* **PROBLEM**
Your response should contain every line from the data below that holds the string "BTreeMap".

Start of STUDY MATERIAL

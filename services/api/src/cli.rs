use crate::demo::{run_demo, DemoArgs};
use crate::server;
use caseflow::error::AppError;
use clap::{Args, Parser, Subcommand};

#[derive(Parser, Debug)]
#[command(
    name = "Caseflow Orchestrator",
    about = "Run and demonstrate the caseflow recommendation engine from the command line",
    version
)]
struct Cli {
    #[command(subcommand)]
    command: Option<Command>,
}

#[derive(Subcommand, Debug)]
enum Command {
    /// Start the HTTP service (default command)
    Serve(ServeArgs),
    /// Run an end-to-end CLI demo covering intake, approval, and execution
    Demo(DemoArgs),
}

#[derive(Args, Debug, Default)]
pub(crate) struct ServeArgs {
    /// Override the configured host for the HTTP server
    #[arg(long)]
    pub(crate) host: Option<String>,
    /// Override the configured port for the HTTP server
    #[arg(long)]
    pub(crate) port: Option<u16>,
}

pub(crate) async fn run() -> Result<(), AppError> {
    let cli = Cli::parse();
    let command = cli
        .command
        .unwrap_or_else(|| Command::Serve(ServeArgs::default()));

    match command {
        Command::Serve(args) => server::run(args).await,
        Command::Demo(args) => run_demo(args).await,
    }
}
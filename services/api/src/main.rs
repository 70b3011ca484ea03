use caseflow_api::run;

#[tokio::main]
async fn main() {
    if let Err(err) = run().await {
        eprintln!("application error: {err}");
        std::process::exit(1);
    }
}
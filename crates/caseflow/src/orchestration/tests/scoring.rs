use super::common::*;
use std::collections::BTreeMap;
use std::sync::Arc;
use std::time::Duration;

use chrono::{Duration as ChronoDuration, Utc};

use crate::orchestration::engine::{EngineBuilder, SubmitError};
use crate::orchestration::events::{Event, EventId, ValidationError};
use crate::orchestration::scoring::{
    IndicatorRule, IndicatorSet, PredicateError, ScoringEngine, SubjectContext,
};
use crate::orchestration::ConfigurationError;

fn sample_event(event_type: &str) -> Event {
    let mut subject_ids = BTreeMap::new();
    subject_ids.insert("client".to_string(), "c1".to_string());
    Event {
        id: EventId("evt-000001".to_string()),
        event_type: event_type.to_string(),
        subject_ids,
        occurred_at: Utc::now(),
        metadata: BTreeMap::new(),
        received_at: Utc::now(),
    }
}

fn engine_for(rules: Vec<IndicatorRule>) -> ScoringEngine {
    let mut sets = BTreeMap::new();
    sets.insert(
        "appointment_cancelled".to_string(),
        IndicatorSet::new("appointment_cancelled", rules).expect("valid rule set"),
    );
    ScoringEngine::new(sets)
}

#[test]
fn no_matching_indicator_scores_zero() {
    let scoring = engine_for(slot_rules());
    let result = scoring.score(
        &sample_event("appointment_cancelled"),
        &SubjectContext::new(),
    );
    assert_eq!(result.confidence, 0.0);
    assert!(result.matched_indicators.is_empty());
}

#[test]
fn full_match_scores_one() {
    let scoring = engine_for(slot_rules());
    let result = scoring.score(
        &sample_event("appointment_cancelled"),
        &matching_context(),
    );
    assert_eq!(result.confidence, 1.0);
    assert_eq!(
        result.matched_indicators,
        vec!["overlap_slot".to_string(), "same_route".to_string()]
    );
}

#[test]
fn adding_a_matching_indicator_never_decreases_confidence() {
    let scoring = engine_for(slot_rules());
    let event = sample_event("appointment_cancelled");

    let partial = scoring.score(&event, &SubjectContext::new().with("overlap_slot", true));
    let full = scoring.score(&event, &matching_context());

    assert!(partial.confidence > 0.0);
    assert!(full.confidence >= partial.confidence);
}

#[test]
fn empty_rule_set_defines_confidence_as_zero() {
    let scoring = engine_for(Vec::new());
    let result = scoring.score(
        &sample_event("appointment_cancelled"),
        &matching_context(),
    );
    assert_eq!(result.confidence, 0.0);
}

#[test]
fn unconfigured_event_type_scores_zero() {
    let scoring = engine_for(slot_rules());
    let result = scoring.score(&sample_event("housing_available"), &matching_context());
    assert_eq!(result.confidence, 0.0);
}

#[test]
fn denominator_is_scoped_per_event_type() {
    let mut sets = BTreeMap::new();
    sets.insert(
        "appointment_cancelled".to_string(),
        IndicatorSet::new("appointment_cancelled", slot_rules()).expect("valid"),
    );
    sets.insert(
        "housing_available".to_string(),
        IndicatorSet::new(
            "housing_available",
            vec![IndicatorRule::new("waitlist_match", 2.0, |_, context| {
                Ok(context.flag("waitlist_match"))
            })],
        )
        .expect("valid"),
    );
    let scoring = ScoringEngine::new(sets);

    // The heavy housing rule must not dilute the cancellation score.
    let result = scoring.score(
        &sample_event("appointment_cancelled"),
        &SubjectContext::new().with("overlap_slot", true),
    );
    assert!((result.confidence - 0.6).abs() < 1e-9);
}

#[test]
fn failing_predicate_counts_as_non_match() {
    let rules = vec![
        IndicatorRule::new("broken", 0.5, |_, _| {
            Err(PredicateError("context attribute missing".to_string()))
        }),
        IndicatorRule::new("healthy", 0.5, |_, _| Ok(true)),
    ];
    let scoring = engine_for(rules);
    let result = scoring.score(
        &sample_event("appointment_cancelled"),
        &SubjectContext::new(),
    );
    assert_eq!(result.matched_indicators, vec!["healthy".to_string()]);
    assert!((result.confidence - 0.5).abs() < 1e-9);
}

#[test]
fn duplicate_indicator_keys_are_rejected_at_startup() {
    let result = IndicatorSet::new(
        "appointment_cancelled",
        vec![
            IndicatorRule::new("overlap_slot", 0.6, |_, _| Ok(true)),
            IndicatorRule::new("overlap_slot", 0.4, |_, _| Ok(true)),
        ],
    );
    match result {
        Err(ConfigurationError::DuplicateIndicator { key, .. }) => {
            assert_eq!(key, "overlap_slot");
        }
        other => panic!("expected duplicate indicator error, got {other:?}"),
    }
}

#[test]
fn non_positive_weight_is_rejected_at_startup() {
    let result = IndicatorSet::new(
        "appointment_cancelled",
        vec![IndicatorRule::new("overlap_slot", 0.0, |_, _| Ok(true))],
    );
    assert!(matches!(
        result,
        Err(ConfigurationError::NonPositiveWeight { .. })
    ));
}

#[test]
fn builder_rejects_out_of_range_threshold() {
    let result = EngineBuilder::new(fast_settings(1.5))
        .adapter(SCHEDULING, Arc::new(RecordingAdapter::default()))
        .adapter(NOTIFICATIONS, Arc::new(RecordingAdapter::default()))
        .event_type(cancellation_definition())
        .build();
    assert!(matches!(
        result,
        Err(ConfigurationError::InvalidThreshold(_))
    ));
}

#[test]
fn builder_rejects_unrepresentable_clock_skew() {
    let mut settings = fast_settings(0.7);
    settings.clock_skew_tolerance = Duration::from_secs(u64::MAX);
    let result = EngineBuilder::new(settings)
        .adapter(SCHEDULING, Arc::new(RecordingAdapter::default()))
        .adapter(NOTIFICATIONS, Arc::new(RecordingAdapter::default()))
        .event_type(cancellation_definition())
        .build();
    assert!(matches!(
        result,
        Err(ConfigurationError::ClockSkewOutOfRange(_))
    ));
}

#[test]
fn builder_rejects_template_with_unregistered_target() {
    let result = EngineBuilder::new(fast_settings(0.7))
        .adapter(SCHEDULING, Arc::new(RecordingAdapter::default()))
        .event_type(cancellation_definition())
        .build();
    assert!(matches!(
        result,
        Err(ConfigurationError::UnknownTargetSystem { .. })
    ));
}

#[tokio::test]
async fn sub_threshold_event_produces_no_recommendation() {
    let (engine, _, _) = engine(0.7);
    // Only same_route (0.4) matches: confidence 0.4 < 0.7.
    let weak = EngineBuilder::new(fast_settings(0.7))
        .context_provider(Arc::new(FixedContext(
            SubjectContext::new().with("same_route", true),
        )))
        .adapter(SCHEDULING, Arc::new(RecordingAdapter::default()))
        .adapter(NOTIFICATIONS, Arc::new(RecordingAdapter::default()))
        .event_type(cancellation_definition())
        .build()
        .expect("valid configuration");

    let outcome = weak.submit_event(submission()).expect("event accepted");
    assert!(outcome.recommendation.is_none());
    assert!(weak.list(None).expect("list works").is_empty());

    // The fully matching engine does create one, as a sanity check.
    let outcome = engine.submit_event(submission()).expect("event accepted");
    assert!(outcome.recommendation.is_some());
}

#[test]
fn intake_rejects_unknown_event_type() {
    let (engine, _, _) = engine(0.7);
    let mut unknown = submission();
    unknown.event_type = "meteor_strike".to_string();
    match engine.submit_event(unknown) {
        Err(SubmitError::Validation(ValidationError::UnknownEventType(name))) => {
            assert_eq!(name, "meteor_strike");
        }
        other => panic!("expected unknown event type error, got {other:?}"),
    }
}

#[test]
fn intake_rejects_empty_subjects() {
    let (engine, _, _) = engine(0.7);
    let mut missing = submission();
    missing.subject_ids.clear();
    assert!(matches!(
        engine.submit_event(missing),
        Err(SubmitError::Validation(ValidationError::MissingSubjects))
    ));
}

#[test]
fn intake_rejects_far_future_timestamps() {
    let (engine, _, _) = engine(0.7);
    let mut future = submission();
    future.occurred_at = Utc::now() + ChronoDuration::hours(2);
    assert!(matches!(
        engine.submit_event(future),
        Err(SubmitError::Validation(ValidationError::FutureTimestamp { .. }))
    ));
}

#[test]
fn intake_rejects_missing_required_metadata() {
    let (engine, _, _) = engine(0.7);
    let mut incomplete = submission();
    incomplete.metadata.remove("appointment_time");
    match engine.submit_event(incomplete) {
        Err(SubmitError::Validation(ValidationError::MissingMetadata { key, .. })) => {
            assert_eq!(key, "appointment_time");
        }
        other => panic!("expected missing metadata error, got {other:?}"),
    }
}

#[test]
fn reasoning_uses_the_fixed_indicator_templates() {
    let (engine, _, _) = engine(0.7);
    let outcome = engine.submit_event(submission()).expect("event accepted");
    let recommendation = outcome.recommendation.expect("above threshold");

    assert_eq!(recommendation.confidence, 1.0);
    assert_eq!(
        recommendation.reasoning,
        vec![
            "another client can take the freed appointment slot".to_string(),
            "replacement client lives on the existing transport route".to_string(),
        ]
    );
    assert_eq!(recommendation.action_plan.len(), 2);
    assert_eq!(recommendation.estimated_impact.monetary_savings_cents, 12_000);
}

End of STUDY MATERIAL

* **ANSWER FOR THE TASK**
use std::collections::BTreeMap;
    let mut subject_ids = BTreeMap::new();
        metadata: BTreeMap::new(),
    let mut sets = BTreeMap::new();
    let mut sets = BTreeMap::new();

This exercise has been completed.